**Exercise inputs**

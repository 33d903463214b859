// src/models/catalog.rs

use chrono::{DateTime, Utc};
use rust_decimal::Decimal;
use serde::{Deserialize, Serialize};
use sqlx::FromRow;
use utoipa::{IntoParams, ToSchema};
use uuid::Uuid;
use validator::Validate;

/// Item do catálogo de serviços da oficina (preço de referência).
#[derive(Debug, Clone, Serialize, FromRow, ToSchema)]
#[serde(rename_all = "camelCase")]
pub struct CatalogItem {
    pub id: Uuid,
    #[schema(example = "Замена тормозных колодок")]
    pub name: String,
    #[schema(example = "2000.00")]
    pub default_price: Decimal,
    pub is_active: bool,
    pub created_at: DateTime<Utc>,
    pub updated_at: DateTime<Utc>,
}

#[derive(Debug, Deserialize, Validate, ToSchema)]
#[serde(rename_all = "camelCase")]
pub struct CreateCatalogItemPayload {
    #[validate(length(min = 2, max = 200, message = "Укажите название услуги"))]
    pub name: String,
    #[schema(example = "2000.00")]
    pub default_price: Decimal,
}

#[derive(Debug, Deserialize, Validate, ToSchema)]
#[serde(rename_all = "camelCase")]
pub struct UpdateCatalogItemPayload {
    #[validate(length(min = 2, max = 200, message = "Укажите название услуги"))]
    pub name: Option<String>,
    pub default_price: Option<Decimal>,
    pub is_active: Option<bool>,
}

#[derive(Debug, Default, Deserialize, Validate, IntoParams)]
#[serde(rename_all = "camelCase")]
#[into_params(parameter_in = Query, rename_all = "camelCase")]
pub struct CatalogQuery {
    /// Inclui serviços desativados
    pub include_inactive: Option<bool>,
}
//! Explicit caller context for audited invocations.

use crate::model::audit::ANONYMOUS;
use std::collections::BTreeMap;
use std::net::IpAddr;

/// Claim carrying the human-readable caller name.
pub const DISPLAY_NAME_CLAIM: &str = "preferred_username";

const UNKNOWN_ORIGIN: &str = "unknown";

/// Verified identity handed over by the authentication layer.
#[derive(Debug, Clone, PartialEq, Eq)]
pub struct CallerIdentity {
    subject: String,
    claims: BTreeMap<String, String>,
}

impl CallerIdentity {
    pub fn new(subject: impl Into<String>) -> Self {
        Self {
            subject: subject.into(),
            claims: BTreeMap::new(),
        }
    }

    pub fn with_claim(mut self, name: impl Into<String>, value: impl Into<String>) -> Self {
        self.claims.insert(name.into(), value.into());
        self
    }

    /// Stable subject identifier (`sub`).
    pub fn subject(&self) -> &str {
        &self.subject
    }

    pub fn claim(&self, name: &str) -> Option<&str> {
        self.claims.get(name).map(String::as_str)
    }
}

/// Identity and origin of one invocation, resolved once by the calling layer.
#[derive(Debug, Clone, PartialEq, Eq)]
pub struct InvocationContext {
    identity: Option<CallerIdentity>,
    origin: Option<IpAddr>,
}

impl InvocationContext {
    pub fn anonymous(origin: Option<IpAddr>) -> Self {
        Self {
            identity: None,
            origin,
        }
    }

    pub fn authenticated(identity: CallerIdentity, origin: Option<IpAddr>) -> Self {
        Self {
            identity: Some(identity),
            origin,
        }
    }

    pub fn identity(&self) -> Option<&CallerIdentity> {
        self.identity.as_ref()
    }

    /// Subject id, or `Anonymous`.
    pub fn caller_id(&self) -> &str {
        self.identity
            .as_ref()
            .map_or(ANONYMOUS, |identity| identity.subject())
    }

    /// Display-name claim; falls back to the subject when the claim is
    /// missing, and to `Anonymous` without an identity.
    pub fn caller_name(&self) -> &str {
        match &self.identity {
            Some(identity) => identity
                .claim(DISPLAY_NAME_CLAIM)
                .unwrap_or_else(|| identity.subject()),
            None => ANONYMOUS,
        }
    }

    pub fn origin(&self) -> String {
        self.origin
            .map_or_else(|| UNKNOWN_ORIGIN.to_string(), |addr| addr.to_string())
    }
}
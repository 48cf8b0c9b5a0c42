//! SQLite migration registry and executor.
//!
//! # Responsibility
//! - Register schema migrations in strictly increasing order.
//! - Apply pending migrations atomically.
//!
//! # Invariants
//! - `version` values must remain monotonic.
//! - Applied migration version is mirrored to `PRAGMA user_version`.
//! - Records tables (`departments`, `employees`) land before `user_logs`.

use crate::db::{DbError, DbResult};
use log::{debug, info};
use rusqlite::Connection;

#[derive(Debug, Clone, Copy)]
struct Migration {
    version: u32,
    sql: &'static str,
}

const MIGRATIONS: &[Migration] = &[
    Migration {
        version: 1,
        sql: include_str!("0001_init.sql"),
    },
    Migration {
        version: 2,
        sql: include_str!("0002_user_logs.sql"),
    },
];

/// Returns the latest migration version known by this binary.
pub fn latest_version() -> u32 {
    MIGRATIONS.last().map_or(0, |migration| migration.version)
}

/// Applies all pending migrations on the provided connection.
pub fn apply_migrations(conn: &mut Connection) -> DbResult<()> {
    let current_version = current_user_version(conn)?;
    let latest = latest_version();

    if current_version > latest {
        return Err(DbError::UnsupportedSchemaVersion {
            db_version: current_version,
            latest_supported: latest,
        });
    }

    if current_version == latest {
        return Ok(());
    }

    let tx = conn.transaction()?;
    for migration in MIGRATIONS {
        if migration.version <= current_version {
            continue;
        }

        debug!(
            "event=db_migrate module=db status=start version={}",
            migration.version
        );
        tx.execute_batch(migration.sql)
            .and_then(|()| {
                tx.execute_batch(&format!("PRAGMA user_version = {};", migration.version))
            })
            .map_err(|source| DbError::Migration {
                version: migration.version,
                source,
            })?;
    }
    tx.commit()?;
    info!(
        "event=db_migrate module=db status=ok from_version={} to_version={}",
        current_version, latest
    );

    Ok(())
}

fn current_user_version(conn: &Connection) -> DbResult<u32> {
    let version = conn.query_row("PRAGMA user_version;", [], |row| row.get::<_, u32>(0))?;
    Ok(version)
}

**Task to complete**
Your reply must reproduce all records above exactly.

**Result for this exercise**
repository 33d903463214b859
// src/models/catalog.rs

use chrono::{DateTime, Utc};
use rust_decimal::Decimal;
use serde::{Deserialize, Serialize};
use sqlx::FromRow;
use utoipa::{IntoParams, ToSchema};
use uuid::Uuid;
use validator::Validate;

/// Item do catálogo de serviços da oficina (preço de referência).
#[derive(Debug, Clone, Serialize, FromRow, ToSchema)]
#[serde(rename_all = "camelCase")]
pub struct CatalogItem {
    pub id: Uuid,
    #[schema(example = "Замена тормозных колодок")]
    pub name: String,
    #[schema(example = "2000.00")]
    pub default_price: Decimal,
    pub is_active: bool,
    pub created_at: DateTime<Utc>,
    pub updated_at: DateTime<Utc>,
}

#[derive(Debug, Deserialize, Validate, ToSchema)]
#[serde(rename_all = "camelCase")]
pub struct CreateCatalogItemPayload {
    #[validate(length(min = 2, max = 200, message = "Укажите название услуги"))]
    pub name: String,
    #[schema(example = "2000.00")]
    pub default_price: Decimal,
}

#[derive(Debug, Deserialize, Validate, ToSchema)]
#[serde(rename_all = "camelCase")]
pub struct UpdateCatalogItemPayload {
    #[validate(length(min = 2, max = 200, message = "Укажите название услуги"))]
    pub name: Option<String>,
    pub default_price: Option<Decimal>,
    pub is_active: Option<bool>,
}

#[derive(Debug, Default, Deserialize, Validate, IntoParams)]
#[serde(rename_all = "camelCase")]
#[into_params(parameter_in = Query, rename_all = "camelCase")]
pub struct CatalogQuery {
    /// Inclui serviços desativados
    pub include_inactive: Option<bool>,
}
//! Explicit caller context for audited invocations.

use crate::model::audit::ANONYMOUS;
use std::collections::BTreeMap;
use std::net::IpAddr;

/// Claim carrying the human-readable caller name.
pub const DISPLAY_NAME_CLAIM: &str = "preferred_username";

const UNKNOWN_ORIGIN: &str = "unknown";

/// Verified identity handed over by the authentication layer.
#[derive(Debug, Clone, PartialEq, Eq)]
pub struct CallerIdentity {
    subject: String,
    claims: BTreeMap<String, String>,
}

impl CallerIdentity {
    pub fn new(subject: impl Into<String>) -> Self {
        Self {
            subject: subject.into(),
            claims: BTreeMap::new(),
        }
    }

    pub fn with_claim(mut self, name: impl Into<String>, value: impl Into<String>) -> Self {
        self.claims.insert(name.into(), value.into());
        self
    }

    /// Stable subject identifier (`sub`).
    pub fn subject(&self) -> &str {
        &self.subject
    }

    pub fn claim(&self, name: &str) -> Option<&str> {
        self.claims.get(name).map(String::as_str)
    }
}

/// Identity and origin of one invocation, resolved once by the calling layer.
#[derive(Debug, Clone, PartialEq, Eq)]
pub struct InvocationContext {
    identity: Option<CallerIdentity>,
    origin: Option<IpAddr>,
}

impl InvocationContext {
    pub fn anonymous(origin: Option<IpAddr>) -> Self {
        Self {
            identity: None,
            origin,
        }
    }

    pub fn authenticated(identity: CallerIdentity, origin: Option<IpAddr>) -> Self {
        Self {
            identity: Some(identity),
            origin,
        }
    }

    pub fn identity(&self) -> Option<&CallerIdentity> {
        self.identity.as_ref()
    }

    /// Subject id, or `Anonymous`.
    pub fn caller_id(&self) -> &str {
        self.identity
            .as_ref()
            .map_or(ANONYMOUS, |identity| identity.subject())
    }

    /// Display-name claim; falls back to the subject when the claim is
    /// missing, and to `Anonymous` without an identity.
    pub fn caller_name(&self) -> &str {
        match &self.identity {
            Some(identity) => identity
                .claim(DISPLAY_NAME_CLAIM)
                .unwrap_or_else(|| identity.subject()),
            None => ANONYMOUS,
        }
    }

    pub fn origin(&self) -> String {
        self.origin
            .map_or_else(|| UNKNOWN_ORIGIN.to_string(), |addr| addr.to_string())
    }
}
repository 48cf8b0c9b5a0c42
//! SQLite migration registry and executor.
//!
//! # Responsibility
//! - Register schema migrations in strictly increasing order.
//! - Apply pending migrations atomically.
//!
//! # Invariants
//! - `version` values must remain monotonic.
//! - Applied migration version is mirrored to `PRAGMA user_version`.
//! - Records tables (`departments`, `employees`) land before `user_logs`.

use crate::db::{DbError, DbResult};
use log::{debug, info};
use rusqlite::Connection;

#[derive(Debug, Clone, Copy)]
struct Migration {
    version: u32,
    sql: &'static str,
}

const MIGRATIONS: &[Migration] = &[
    Migration {
        version: 1,
        sql: include_str!("0001_init.sql"),
    },
    Migration {
        version: 2,
        sql: include_str!("0002_user_logs.sql"),
    },
];

/// Returns the latest migration version known by this binary.
pub fn latest_version() -> u32 {
    MIGRATIONS.last().map_or(0, |migration| migration.version)
}

/// Applies all pending migrations on the provided connection.
pub fn apply_migrations(conn: &mut Connection) -> DbResult<()> {
    let current_version = current_user_version(conn)?;
    let latest = latest_version();

    if current_version > latest {
        return Err(DbError::UnsupportedSchemaVersion {
            db_version: current_version,
            latest_supported: latest,
        });
    }

    if current_version == latest {
        return Ok(());
    }

    let tx = conn.transaction()?;
    for migration in MIGRATIONS {
        if migration.version <= current_version {
            continue;
        }

        debug!(
            "event=db_migrate module=db status=start version={}",
            migration.version
        );
        tx.execute_batch(migration.sql)
            .and_then(|()| {
                tx.execute_batch(&format!("PRAGMA user_version = {};", migration.version))
            })
            .map_err(|source| DbError::Migration {
                version: migration.version,
                source,
            })?;
    }
    tx.commit()?;
    info!(
        "event=db_migrate module=db status=ok from_version={} to_version={}",
        current_version, latest
    );

    Ok(())
}

fn current_user_version(conn: &Connection) -> DbResult<u32> {
    let version = conn.query_row("PRAGMA user_version;", [], |row| row.get::<_, u32>(0))?;
    Ok(version)
}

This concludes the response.